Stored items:

============================================================

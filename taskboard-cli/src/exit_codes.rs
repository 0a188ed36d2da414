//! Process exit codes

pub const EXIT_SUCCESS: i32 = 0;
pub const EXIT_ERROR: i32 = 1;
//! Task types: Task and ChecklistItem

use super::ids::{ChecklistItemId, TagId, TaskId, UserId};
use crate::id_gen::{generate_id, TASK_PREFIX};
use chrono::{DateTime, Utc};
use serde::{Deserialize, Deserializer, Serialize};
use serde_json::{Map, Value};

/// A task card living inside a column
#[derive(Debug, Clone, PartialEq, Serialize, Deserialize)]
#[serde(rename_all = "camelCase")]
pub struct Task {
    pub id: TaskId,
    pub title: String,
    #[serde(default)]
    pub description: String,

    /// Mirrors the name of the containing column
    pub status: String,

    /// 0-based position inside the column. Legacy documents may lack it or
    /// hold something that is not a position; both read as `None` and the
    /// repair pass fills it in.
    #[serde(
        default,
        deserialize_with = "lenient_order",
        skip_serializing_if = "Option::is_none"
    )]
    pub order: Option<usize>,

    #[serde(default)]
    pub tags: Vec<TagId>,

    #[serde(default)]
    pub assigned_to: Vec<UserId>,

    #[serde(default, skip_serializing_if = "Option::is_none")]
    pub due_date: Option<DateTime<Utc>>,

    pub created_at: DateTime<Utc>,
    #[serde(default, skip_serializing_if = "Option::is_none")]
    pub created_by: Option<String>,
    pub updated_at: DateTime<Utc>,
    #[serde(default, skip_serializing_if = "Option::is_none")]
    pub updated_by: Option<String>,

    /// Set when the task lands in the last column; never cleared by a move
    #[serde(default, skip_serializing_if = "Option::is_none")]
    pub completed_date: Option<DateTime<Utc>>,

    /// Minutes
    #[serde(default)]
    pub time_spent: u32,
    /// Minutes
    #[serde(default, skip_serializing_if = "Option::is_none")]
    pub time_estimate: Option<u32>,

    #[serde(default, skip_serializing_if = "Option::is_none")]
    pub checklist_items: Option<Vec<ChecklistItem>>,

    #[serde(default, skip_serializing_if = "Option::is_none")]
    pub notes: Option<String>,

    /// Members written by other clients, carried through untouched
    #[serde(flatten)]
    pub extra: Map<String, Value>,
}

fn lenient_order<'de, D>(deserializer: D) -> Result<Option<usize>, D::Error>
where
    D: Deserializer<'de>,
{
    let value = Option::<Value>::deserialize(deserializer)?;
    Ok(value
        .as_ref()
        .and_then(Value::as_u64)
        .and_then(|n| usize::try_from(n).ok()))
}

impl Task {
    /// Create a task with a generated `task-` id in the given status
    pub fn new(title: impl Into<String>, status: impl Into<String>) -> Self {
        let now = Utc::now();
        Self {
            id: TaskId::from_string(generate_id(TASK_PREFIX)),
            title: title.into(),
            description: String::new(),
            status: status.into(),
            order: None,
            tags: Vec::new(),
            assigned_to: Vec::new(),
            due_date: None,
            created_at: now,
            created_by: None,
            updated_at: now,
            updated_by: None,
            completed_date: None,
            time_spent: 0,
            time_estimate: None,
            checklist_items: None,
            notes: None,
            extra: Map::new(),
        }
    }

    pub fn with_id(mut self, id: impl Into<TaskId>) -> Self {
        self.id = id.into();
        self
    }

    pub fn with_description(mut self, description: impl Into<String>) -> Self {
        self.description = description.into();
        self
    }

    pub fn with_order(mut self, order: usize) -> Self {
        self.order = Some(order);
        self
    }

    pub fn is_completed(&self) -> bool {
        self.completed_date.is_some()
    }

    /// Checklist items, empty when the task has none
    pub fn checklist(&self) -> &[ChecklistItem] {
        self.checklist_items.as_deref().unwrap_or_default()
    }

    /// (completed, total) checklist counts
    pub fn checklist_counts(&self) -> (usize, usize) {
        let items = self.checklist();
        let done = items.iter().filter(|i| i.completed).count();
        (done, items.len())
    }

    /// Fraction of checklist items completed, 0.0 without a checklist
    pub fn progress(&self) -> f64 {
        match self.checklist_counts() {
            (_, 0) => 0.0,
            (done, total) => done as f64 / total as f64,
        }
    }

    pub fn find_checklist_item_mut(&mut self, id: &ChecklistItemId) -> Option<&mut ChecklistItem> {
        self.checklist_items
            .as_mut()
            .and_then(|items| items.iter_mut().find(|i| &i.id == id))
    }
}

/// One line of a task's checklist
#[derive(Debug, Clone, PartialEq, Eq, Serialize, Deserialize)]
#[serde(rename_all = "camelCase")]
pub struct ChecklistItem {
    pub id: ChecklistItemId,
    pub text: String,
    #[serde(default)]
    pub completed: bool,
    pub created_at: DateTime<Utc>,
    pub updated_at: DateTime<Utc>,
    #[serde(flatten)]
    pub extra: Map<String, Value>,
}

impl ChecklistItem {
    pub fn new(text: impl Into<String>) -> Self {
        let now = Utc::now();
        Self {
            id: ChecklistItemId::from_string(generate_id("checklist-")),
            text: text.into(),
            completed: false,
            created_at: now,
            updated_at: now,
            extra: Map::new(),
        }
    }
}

============================================================

= Description of the task =
A complete answer gives every line of the data that includes "text".

= Task response =
    pub text: String,
    pub fn new(text: impl Into<String>) -> Self {
            text: text.into(),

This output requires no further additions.